* **Description of the task**
Set out exactly, line by line, the stretch of data below that begins at the line containing "pub fn status(&self)" and ends at the line containing "pub type Result<T>", with both ends kept.

* **Dataset entries**
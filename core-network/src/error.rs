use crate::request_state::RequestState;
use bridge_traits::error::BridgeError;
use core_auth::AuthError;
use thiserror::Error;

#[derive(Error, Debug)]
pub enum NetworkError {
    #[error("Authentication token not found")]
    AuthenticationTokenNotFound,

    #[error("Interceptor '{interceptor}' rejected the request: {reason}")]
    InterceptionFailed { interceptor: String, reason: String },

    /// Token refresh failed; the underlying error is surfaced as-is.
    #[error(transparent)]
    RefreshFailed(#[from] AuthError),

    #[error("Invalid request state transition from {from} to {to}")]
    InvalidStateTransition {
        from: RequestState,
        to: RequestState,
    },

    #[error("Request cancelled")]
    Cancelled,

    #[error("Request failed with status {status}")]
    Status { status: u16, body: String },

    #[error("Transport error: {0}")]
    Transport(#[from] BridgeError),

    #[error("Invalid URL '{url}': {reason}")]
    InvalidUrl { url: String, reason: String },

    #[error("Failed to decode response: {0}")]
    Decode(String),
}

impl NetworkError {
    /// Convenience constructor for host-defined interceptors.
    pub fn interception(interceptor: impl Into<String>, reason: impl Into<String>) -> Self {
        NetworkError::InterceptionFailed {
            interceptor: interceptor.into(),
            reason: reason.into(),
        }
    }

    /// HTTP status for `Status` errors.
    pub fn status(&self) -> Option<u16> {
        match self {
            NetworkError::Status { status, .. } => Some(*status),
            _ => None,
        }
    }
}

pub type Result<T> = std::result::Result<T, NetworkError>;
...
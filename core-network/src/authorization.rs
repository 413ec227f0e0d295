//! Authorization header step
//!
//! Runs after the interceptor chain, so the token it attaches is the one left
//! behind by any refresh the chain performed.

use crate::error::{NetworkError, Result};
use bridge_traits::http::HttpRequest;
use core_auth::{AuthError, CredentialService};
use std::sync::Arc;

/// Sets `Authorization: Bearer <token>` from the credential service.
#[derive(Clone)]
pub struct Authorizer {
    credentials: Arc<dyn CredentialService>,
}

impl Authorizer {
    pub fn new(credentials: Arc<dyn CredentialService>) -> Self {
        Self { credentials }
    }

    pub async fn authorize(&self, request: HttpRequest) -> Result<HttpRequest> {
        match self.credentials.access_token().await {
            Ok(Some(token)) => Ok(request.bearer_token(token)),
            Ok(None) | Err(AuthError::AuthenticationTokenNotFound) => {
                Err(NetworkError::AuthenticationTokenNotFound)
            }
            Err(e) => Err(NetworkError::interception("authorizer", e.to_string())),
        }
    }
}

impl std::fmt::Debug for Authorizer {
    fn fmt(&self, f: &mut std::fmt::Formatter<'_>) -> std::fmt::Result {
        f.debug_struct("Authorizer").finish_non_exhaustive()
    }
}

* **Response**
    pub fn status(&self) -> Option<u16> {
        match self {
            NetworkError::Status { status, .. } => Some(*status),
            _ => None,
        }
    }
}

pub type Result<T> = std::result::Result<T, NetworkError>;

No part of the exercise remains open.